Arsenal celebra el regreso a la gloria en Highbury
En el norte de Londres, Arsenal detuvo el reloj. Veintidós años después del último título de Premier League, la marea roja volvió a tomar las calles de Islington y convirtió la victoria en algo más que un trofeo: en una declaración de identidad.
La caravana avanzó entre un mar de camisetas, bufandas y banderas que parecían no terminar nunca. Jugadores, cuerpo técnico y empleados del club compartieron el mismo escenario que cientos de miles de aficionados, pegados a cada esquina, a cada balcón, a cada farola. No había distancia entre césped y grada. Solo una ciudad teñida de rojo.
El autobús descapotable se abrió paso entre cánticos que llevaban décadas esperando este momento. Cada giro de la ruta encontraba un nuevo rugido. Cada rostro, una historia: generaciones que habían visto títulos lejanos, jóvenes que solo conocían la espera y ahora, por fin, podían celebrar su propia liga.
La mirada de quienes cuentan la fiesta
Mientras la celebración estallaba en las calles, un grupo muy particular trabajaba entre la multitud. Miembros del Creators Club del Arsenal se mezclaron con los aficionados para atrapar el pulso real del día, ese que no siempre se ve desde el autobús de los campeones.
Susana Ferreira, Josh Upton, Kya Banasko, Lily Craigen, Jahnay Fyffe, Romel Birch, Matt Dingle, Lowernorthbank y Raiyan Tafiq estuvieron allí, cámara en mano, siguiendo el desfile, pero también los detalles que explican por qué esta jornada se siente distinta a cualquier otra.

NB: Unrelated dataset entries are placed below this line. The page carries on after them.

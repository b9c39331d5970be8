use rand::rngs::StdRng;
use rand::{Rng, SeedableRng};

use synoid_digest::engine::{
    knapsack, BoundaryRefiner, GreedySelector, OverlapResolver, ScoreAggregator, SegmentSelector, SimilarityIndex,
};
use synoid_digest::{DigestConfig, DigestEngine, DigestInput, Segment, SelectionStrategy, TranscriptCue};

fn brute_force_best(weights: &[usize], values: &[f64], capacity: usize) -> f64 {
    let n = weights.len();
    (0u32..(1 << n))
        .filter_map(|mask| {
            let picked: Vec<usize> = (0..n).filter(|i| mask & (1 << i) != 0).collect();
            let weight: usize = picked.iter().map(|&i| weights[i]).sum();
            (weight <= capacity).then(|| picked.iter().map(|&i| values[i]).sum::<f64>())
        })
        .fold(0.0, f64::max)
}

#[test]
fn test_knapsack_matches_exhaustive_search() {
    let mut rng = StdRng::seed_from_u64(0x5EED);
    for _ in 0..200 {
        let n = rng.gen_range(0..=12);
        let weights: Vec<usize> = (0..n).map(|_| rng.gen_range(1..=8)).collect();
        // Integer values keep float sums exact in any order.
        let values: Vec<f64> = (0..n).map(|_| rng.gen_range(0..100) as f64).collect();
        let capacity = rng.gen_range(0..=30);

        let chosen = knapsack(&weights, &values, capacity);
        let value: f64 = chosen.iter().map(|&i| values[i]).sum();
        let weight: usize = chosen.iter().map(|&i| weights[i]).sum();

        assert!(weight <= capacity);
        assert!(chosen.windows(2).all(|w| w[0] < w[1]), "not in input order: {:?}", chosen);
        if capacity > 0 {
            assert_eq!(value, brute_force_best(&weights, &values, capacity));
        } else {
            assert!(chosen.is_empty());
        }
    }
}

fn random_filmstrip(rng: &mut StdRng, n: usize, dim: usize) -> Vec<Segment> {
    let mut t = 0.0;
    (0..n)
        .map(|i| {
            let len = rng.gen_range(0.5..8.0);
            let frames = (len as usize).max(1);
            let scores: Vec<f64> = (0..frames).map(|_| rng.gen_range(0.0..1.0)).collect();
            let vector: Vec<f64> = (0..dim).map(|_| rng.gen_range(-1.0..1.0)).collect();
            let seg = Segment::new(i as u32, t, t + len)
                .with_frame_scores(scores)
                .with_feature_vector(vector);
            t += len;
            seg
        })
        .collect()
}

#[test]
fn test_greedy_never_exceeds_budget() {
    let mut rng = StdRng::seed_from_u64(42);
    let aggregator = ScoreAggregator::new(0.7, 0.3);
    for _ in 0..100 {
        let n = rng.gen_range(1..40);
        let (segments, _) = aggregator.aggregate_all(random_filmstrip(&mut rng, n, 6));
        let (index, _) = SimilarityIndex::from_segments(&segments);
        let budget = rng.gen_range(0.0..60.0);
        let lambda = if rng.gen_bool(0.3) { 1.0 } else { rng.gen_range(0.0..1.0) };

        let selection = GreedySelector::new(lambda, Some(&index)).select(&segments, budget);
        let used: f64 = segments
            .iter()
            .filter(|s| selection.segment_ids.contains(&s.segment_id))
            .map(|s| s.duration())
            .sum();
        assert!(used <= budget + 1e-9, "used {} of {}", used, budget);
        assert!((used - selection.total_time).abs() < 1e-9);
    }
}

#[test]
fn test_pipeline_output_never_overlaps() {
    let mut rng = StdRng::seed_from_u64(7);
    for round in 0..60 {
        let n = rng.gen_range(1..30);
        let segments = random_filmstrip(&mut rng, n, 4);
        let video_end = segments.last().map(|s| s.end_time).unwrap_or(0.0);

        let cues: Vec<TranscriptCue> = (0..rng.gen_range(0..25))
            .filter_map(|_| {
                let start = rng.gen_range(0.0..video_end.max(1.0));
                TranscriptCue::new(start, start + rng.gen_range(0.2..6.0), "line")
            })
            .collect();

        let config = DigestConfig {
            strategy: if round % 2 == 0 {
                SelectionStrategy::Knapsack
            } else {
                SelectionStrategy::Greedy
            },
            mixing_weight: rng.gen_range(0.0..=1.0),
            top_ratio: Some(rng.gen_range(0.05..=1.0)),
            threads: 2,
            ..DigestConfig::default()
        };

        let mut input = DigestInput::new(segments);
        input.cues = cues;
        let report = DigestEngine::new(config).run(input).unwrap();

        let out = &report.output.segments;
        for seg in out {
            assert!(seg.start_time >= 0.0);
            assert!(seg.start_time <= seg.end_time);
        }
        for pair in out.windows(2) {
            assert!(pair[0].start_time <= pair[1].start_time);
            assert!(
                pair[0].end_time <= pair[1].start_time,
                "segment {} overlaps segment {}",
                pair[0].segment_id,
                pair[1].segment_id
            );
        }
        let mut ids: Vec<_> = out.iter().map(|s| s.segment_id).collect();
        ids.sort_unstable();
        ids.dedup();
        assert_eq!(ids.len(), out.len());
    }
}

#[test]
fn test_refine_and_resolve_twice_is_stable() {
    let config = DigestConfig::default();
    let refiner = BoundaryRefiner::from_config(&config);
    let resolver = OverlapResolver::from_config(&config);
    let cues = vec![
        TranscriptCue::new(14.0, 16.2, "b").unwrap(),
        TranscriptCue::new(16.4, 19.0, "c").unwrap(),
        TranscriptCue::new(31.0, 34.0, "d").unwrap(),
    ];
    let segments = vec![
        Segment::new(1, 10.0, 15.0),
        Segment::new(2, 16.3, 20.0),
        Segment::new(3, 30.0, 35.0),
        Segment::new(4, 50.0, 55.0),
    ];

    let (once, _) = resolver.resolve(refiner.refine_all(&segments, &cues));
    let (twice, _) = resolver.resolve(refiner.refine_all(&once, &cues));
    assert_eq!(once, twice);

    let bounds: Vec<_> = once.iter().map(|s| (s.segment_id, s.start_time, s.end_time)).collect();
    assert_eq!(
        bounds,
        vec![
            (1, 13.8, 16.19),
            (2, 16.2, 19.35),
            (3, 30.8, 34.35),
            (4, 50.0, 55.0),
        ]
    );
}

/// Cues on whole seconds, at least 2s apart, and segment cuts placed 1s clear
/// of every cue. No cue can then fall inside a margin extension, and refined
/// segments stay inside their original cuts.
fn spaced_transcript(rng: &mut StdRng) -> (Vec<Segment>, Vec<TranscriptCue>) {
    let mut cursor = 0.0;
    let cues: Vec<TranscriptCue> = (0..rng.gen_range(1..15))
        .filter_map(|_| {
            let start = cursor + rng.gen_range(2..5) as f64;
            let end = start + rng.gen_range(1..6) as f64;
            cursor = end;
            TranscriptCue::new(start, end, "line")
        })
        .collect();

    let mut cuts = vec![0.0];
    for cue in &cues {
        if rng.gen_bool(0.5) {
            cuts.push(cue.start - 1.0);
        }
        if rng.gen_bool(0.5) {
            cuts.push(cue.end + 1.0);
        }
    }
    cuts.push(cursor + 1.0);
    cuts.sort_by(f64::total_cmp);
    cuts.dedup();

    let segments = cuts
        .windows(2)
        .enumerate()
        .filter(|_| rng.gen_bool(0.8))
        .map(|(i, w)| Segment::new(i as u32, w[0], w[1]))
        .collect();
    (segments, cues)
}

#[test]
fn test_refine_and_resolve_is_idempotent_on_spaced_cues() {
    let mut rng = StdRng::seed_from_u64(0xC0E5);
    let config = DigestConfig::default();
    let refiner = BoundaryRefiner::from_config(&config);
    let resolver = OverlapResolver::from_config(&config);

    for _ in 0..200 {
        let (segments, cues) = spaced_transcript(&mut rng);
        let (once, _) = resolver.resolve(refiner.refine_all(&segments, &cues));
        let (twice, warnings) = resolver.resolve(refiner.refine_all(&once, &cues));
        assert_eq!(once, twice, "cues {:?}", cues);
        assert!(warnings.is_empty());
        for pair in once.windows(2) {
            assert!(pair[0].end_time <= pair[1].start_time);
        }
    }
}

Ellos retrataron las manos alzadas hacia los jugadores, los niños sobre los hombros de sus padres, las lágrimas discretas de quienes llevaban más de dos décadas esperando repetir esta escena. Captaron los murales improvisados, las bengalas rojas que dibujaban una neblina sobre las calles estrechas de Islington, las sonrisas cómplices entre desconocidos que, por un día, se trataron como familia.
No se limitaron al autobús y las medallas. Fueron detrás del ruido, a los márgenes de la fiesta, donde una simple camiseta vieja de Arsenal decía tanto como el trofeo brillante. Cada disparo de cámara sumaba una pieza más al relato de una jornada irrepetible.
Islington, corazón de un campeón
La sensación era clara: el barrio entero se había convertido en un estadio abierto. Las fachadas, los pubs, las plazas… todo vibraba al mismo ritmo. No había un solo rincón sin un guiño al Arsenal campeón de liga. Para muchos, la espera de 22 años se medía en recuerdos: finales perdidas, temporadas de transición, promesas de reconstrucción. Todo eso quedó suspendido por un día.
Las imágenes captadas por el Creators Club no solo documentan una celebración. Congelan el instante en el que un club vuelve a mirarse al espejo y se reconoce como aspirante a todo. Un equipo campeón, una afición que nunca soltó la mano y una ciudad que volvió a rugir como en sus mejores días.
El trofeo ya está en las vitrinas. Pero el verdadero legado de esta Premier League quizá se encuentre en esas fotos: en las calles de Islington abarrotadas, en los colores desbordados, en la certeza silenciosa de que, después de este desfile, el Arsenal vuelve a sentirse a la altura de su propia historia.